Honorius’ Government

In the aftermath of the disastrous sack of Rome, Honorius appointed Constantius as his leading military general, and the Roman poet Rutilius Namatianus took the chief civilian post of magister officiorum, master of offices. In 411 the emperor sent Constantius to defeat the upstart Constantine III, who was still holding power in Arles, and his victory the following year was marked by the public display in Ravenna of the usurper’s head. The little fragment of the Annals of Ravenna includes a drawing of the heads of Constantine and two supporters set up on poles under the year 412.17 Constantius also campaigned in North Africa to protect the provinces whose resources were so rich that their defence was central to all imperial strategy: they produced the wheat that had traditionally fed the city of Rome, as well as oil, wine and high-quality ceramic tableware, which was distributed throughout the Roman world. In 413, Honorius dispatched a naval force to blockade the coast of southern Gaul, which successfully forced the Goths established there to negotiate a peace treaty.
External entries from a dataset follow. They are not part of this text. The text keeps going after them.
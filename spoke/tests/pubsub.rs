//! End-to-end pub/sub scenarios over the in-memory mock transport.
//!
//! Each test runs its own network and hub thread, builds nodes against
//! it, and drives delivery with explicit `spin_once` steps: one spin
//! for the subscriber to act on a notification, one for the publisher
//! to accept, one per delivered message.

use std::sync::{Arc, Mutex};
use std::thread::JoinHandle;
use std::time::Duration;

use spoke::msg::{Header, Time};
use spoke::{Endpoint, Hub, MockNetwork, Node};

struct Fixture {
    net: Arc<MockNetwork>,
    hub: Arc<Hub>,
    handle: Option<JoinHandle<()>>,
}

impl Fixture {
    fn start() -> Self {
        spoke::dev_tracing::init_tracing();
        let net = MockNetwork::new();
        let hub = Arc::new(Hub::new(
            hub_endpoint(),
            net.server_factory(),
            net.client_factory(),
        ));
        assert!(hub.ok());
        let handle = std::thread::spawn({
            let hub = Arc::clone(&hub);
            move || hub.spin()
        });
        Self {
            net,
            hub,
            handle: Some(handle),
        }
    }

    fn node(&self, name: &str) -> Node {
        Node::new(
            name,
            hub_endpoint(),
            self.net.server_factory(),
            self.net.client_factory(),
        )
    }
}

impl Drop for Fixture {
    fn drop(&mut self) {
        self.hub.shutdown();
        if let Some(handle) = self.handle.take() {
            handle.join().unwrap();
        }
    }
}

fn hub_endpoint() -> Endpoint {
    Endpoint::new("127.0.0.1", 1)
}

fn endpoint(port: u16) -> Endpoint {
    Endpoint::new("127.0.0.1", port)
}

/// Give the hub thread time to process registrations and connect to
/// subscriber notification sockets before the nodes spin.
fn settle() {
    std::thread::sleep(Duration::from_millis(150));
}

type Sink<M> = Arc<Mutex<Vec<M>>>;

fn sink<M>() -> (Sink<M>, impl Fn(M) + Send + Sync + 'static)
where
    M: Send + 'static,
{
    let received: Sink<M> = Arc::new(Mutex::new(Vec::new()));
    let inner = Arc::clone(&received);
    (received, move |msg: M| inner.lock().unwrap().push(msg))
}

fn header(seq: u32, frame_id: &str) -> Header {
    Header {
        seq,
        stamp: Time { sec: 456, nsec: 789 },
        frame_id: frame_id.to_string(),
    }
}

#[test]
fn test_single_pub_sub_round_trip() {
    let fixture = Fixture::start();
    let node = fixture.node("test");
    assert!(node.ok());

    let (received, callback) = sink::<Header>();
    let subscriber = node.create_subscriber::<Header, _>("/test_topic", endpoint(2), callback);
    assert!(subscriber.ok());

    let publisher = node.create_publisher::<Header>("/test_topic", endpoint(3));
    assert!(publisher.ok());

    settle();
    node.spin_once(); // subscriber connects
    node.spin_once(); // publisher accepts

    assert_eq!(publisher.subscriber_count(), 1);
    assert_eq!(subscriber.publisher_count(), 1);

    let message = header(1234, "hello, world!");
    publisher.publish(&message);

    node.spin_once(); // subscriber reads and invokes the callback

    let received = received.lock().unwrap();
    assert_eq!(received.as_slice(), &[message]);
}

#[test]
fn test_topic_hash_mismatch_rejected() {
    let fixture = Fixture::start();
    let node = fixture.node("test");

    let (_, callback) = sink::<Header>();
    let subscriber = node.create_subscriber::<Header, _>("/test_topic", endpoint(2), callback);
    assert!(subscriber.ok());

    // Same topic, different payload schema: both directions rejected.
    let (_, time_callback) = sink::<Time>();
    let wrong_subscriber =
        node.create_subscriber::<Time, _>("/test_topic", endpoint(3), time_callback);
    assert!(!wrong_subscriber.ok());

    let wrong_publisher = node.create_publisher::<Time>("/test_topic", endpoint(4));
    assert!(!wrong_publisher.ok());

    // The node sheds the dead components on its next spin.
    node.spin_once();
    node.spin_once();
    assert!(subscriber.ok());
}

#[test]
fn test_multiple_publishers_one_subscriber() {
    let fixture = Fixture::start();
    let node = fixture.node("test");

    let (received, callback) = sink::<Header>();
    let subscriber = node.create_subscriber::<Header, _>("/test_topic", endpoint(2), callback);
    assert!(subscriber.ok());

    let publisher1 = node.create_publisher::<Header>("/test_topic", endpoint(3));
    assert!(publisher1.ok());

    settle();
    node.spin_once();
    node.spin_once();

    assert_eq!(publisher1.subscriber_count(), 1);
    assert_eq!(subscriber.publisher_count(), 1);

    let publisher2 = node.create_publisher::<Header>("/test_topic", endpoint(4));
    assert!(publisher2.ok());

    settle();
    node.spin_once();
    node.spin_once();

    assert_eq!(publisher1.subscriber_count(), 1);
    assert_eq!(publisher2.subscriber_count(), 1);
    assert_eq!(subscriber.publisher_count(), 2);

    let first = header(1234, "hello, world!");
    publisher1.publish(&first);
    node.spin_once();
    assert_eq!(received.lock().unwrap().last(), Some(&first));

    let second = header(5678, "from the other publisher");
    publisher2.publish(&second);
    node.spin_once();
    assert_eq!(received.lock().unwrap().last(), Some(&second));
}

#[test]
fn test_one_publisher_multiple_subscribers() {
    let fixture = Fixture::start();
    let node = fixture.node("test");

    let (received1, callback1) = sink::<Header>();
    let subscriber1 = node.create_subscriber::<Header, _>("/test_topic", endpoint(2), callback1);
    assert!(subscriber1.ok());

    let (received2, callback2) = sink::<Header>();
    let subscriber2 = node.create_subscriber::<Header, _>("/test_topic", endpoint(3), callback2);
    assert!(subscriber2.ok());

    let publisher = node.create_publisher::<Header>("/test_topic", endpoint(4));
    assert!(publisher.ok());

    settle();
    node.spin_once(); // both subscribers connect
    node.spin_once(); // publisher accepts
    node.spin_once();

    assert_eq!(publisher.subscriber_count(), 2);
    assert_eq!(subscriber1.publisher_count(), 1);
    assert_eq!(subscriber2.publisher_count(), 1);

    let message = header(1234, "hello, world!");
    publisher.publish(&message);
    node.spin_once();

    assert_eq!(received1.lock().unwrap().as_slice(), &[message.clone()]);
    assert_eq!(received2.lock().unwrap().as_slice(), &[message]);
}

#[test]
fn test_independent_topics() {
    let fixture = Fixture::start();
    let node = fixture.node("test");

    let (headers, header_callback) = sink::<Header>();
    let subscriber1 =
        node.create_subscriber::<Header, _>("/test_topic", endpoint(2), header_callback);
    assert!(subscriber1.ok());

    let publisher2 = node.create_publisher::<Time>("/other_topic", endpoint(3));
    assert!(publisher2.ok());

    let (times, time_callback) = sink::<Time>();
    let subscriber2 = node.create_subscriber::<Time, _>("/other_topic", endpoint(4), time_callback);
    assert!(subscriber2.ok());

    settle();
    node.spin_once();

    let publisher1 = node.create_publisher::<Header>("/test_topic", endpoint(5));
    assert!(publisher1.ok());

    settle();
    node.spin_once();
    node.spin_once();

    assert_eq!(publisher1.subscriber_count(), 1);
    assert_eq!(publisher2.subscriber_count(), 1);
    assert_eq!(subscriber1.publisher_count(), 1);
    assert_eq!(subscriber2.publisher_count(), 1);

    let head = header(1234, "hello, world!");
    publisher1.publish(&head);
    let time = Time { sec: 456, nsec: 789 };
    publisher2.publish(&time);

    node.spin_once();

    // Each subscriber saw exactly its own topic's message.
    assert_eq!(headers.lock().unwrap().as_slice(), &[head]);
    assert_eq!(times.lock().unwrap().as_slice(), &[time]);
}

#[test]
fn test_cross_node() {
    let fixture = Fixture::start();
    let node1 = fixture.node("alpha");
    let node2 = fixture.node("beta");

    let (headers, header_callback) = sink::<Header>();
    let subscriber1 =
        node1.create_subscriber::<Header, _>("/test_topic", endpoint(3), header_callback);
    assert!(subscriber1.ok());

    let publisher2 = node1.create_publisher::<Time>("/other_topic", endpoint(4));
    assert!(publisher2.ok());

    let (times, time_callback) = sink::<Time>();
    let subscriber2 =
        node2.create_subscriber::<Time, _>("/other_topic", endpoint(5), time_callback);
    assert!(subscriber2.ok());

    settle();
    node2.spin_once();

    let publisher1 = node2.create_publisher::<Header>("/test_topic", endpoint(6));
    assert!(publisher1.ok());

    settle();
    node1.spin_once();
    node2.spin_once();
    node1.spin_once();

    assert_eq!(publisher1.subscriber_count(), 1);
    assert_eq!(publisher2.subscriber_count(), 1);
    assert_eq!(subscriber1.publisher_count(), 1);
    assert_eq!(subscriber2.publisher_count(), 1);

    let head = header(1234, "hello, world!");
    publisher1.publish(&head);
    let time = Time { sec: 456, nsec: 789 };
    publisher2.publish(&time);

    node1.spin_once();
    node2.spin_once();

    assert_eq!(headers.lock().unwrap().as_slice(), &[head]);
    assert_eq!(times.lock().unwrap().as_slice(), &[time]);
}

#[test]
fn test_in_order_delivery() {
    let fixture = Fixture::start();
    let node = fixture.node("test");

    let (received, callback) = sink::<Header>();
    let subscriber = node.create_subscriber::<Header, _>("/ordered", endpoint(2), callback);
    assert!(subscriber.ok());
    let publisher = node.create_publisher::<Header>("/ordered", endpoint(3));
    assert!(publisher.ok());

    settle();
    node.spin_once();
    node.spin_once();
    assert_eq!(publisher.subscriber_count(), 1);

    for seq in 1..=3 {
        publisher.publish(&header(seq, "tick"));
    }
    // One frame is drained per publisher per spin.
    for _ in 0..3 {
        node.spin_once();
    }

    let seqs: Vec<u32> = received.lock().unwrap().iter().map(|m| m.seq).collect();
    assert_eq!(seqs, vec![1, 2, 3]);
}

#[test]
fn test_shutdown_is_idempotent() {
    let fixture = Fixture::start();
    let node = fixture.node("test");

    let publisher = node.create_publisher::<Header>("/test_topic", endpoint(2));
    assert!(publisher.ok());

    publisher.shutdown();
    publisher.shutdown();
    assert!(!publisher.ok());

    // Dead components are shed; spinning stays a no-op for them.
    node.spin_once();
    node.spin_once();

    node.shutdown();
    node.shutdown();
    assert!(!node.ok());
}

#[test]
fn test_publish_with_no_subscribers_is_a_no_op() {
    let fixture = Fixture::start();
    let node = fixture.node("test");

    let publisher = node.create_publisher::<Header>("/lonely", endpoint(2));
    assert!(publisher.ok());
    settle();
    node.spin_once();

    assert_eq!(publisher.subscriber_count(), 0);
    publisher.publish(&header(1, "anyone?"));
    assert_eq!(publisher.subscriber_count(), 0);
}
During the next decade Honorius celebrated his generals’ victories and his additional consulships in Rome and in Ravenna. While his new capital provided a safe base for the court and became the hub of the traditional, imperial style of bureaucratic government, Rome remained the centre of imperial ritual and provided the more appropriate setting for the mausoleum Honorius constructed. In 407/8 he buried his first wife, Maria, there. With the murder of Stilicho, who had served as his guardian and very successful military commander, Honorius had shaken off the influence of an experienced adviser, repudiated his second wife, Thermantia, and also permitted the death of Serena. After the sack of Rome he visited the city on several occasions to reassure the survivors, to restore his authority with the aristocracy, and to distribute high-ranking titles to prominent senators. But he did not remarry and therefore had no heir to succeed to his imperial position. Fortunately for the dynasty, his half-sister Galla Placidia was able to fill this gap, as we shall see.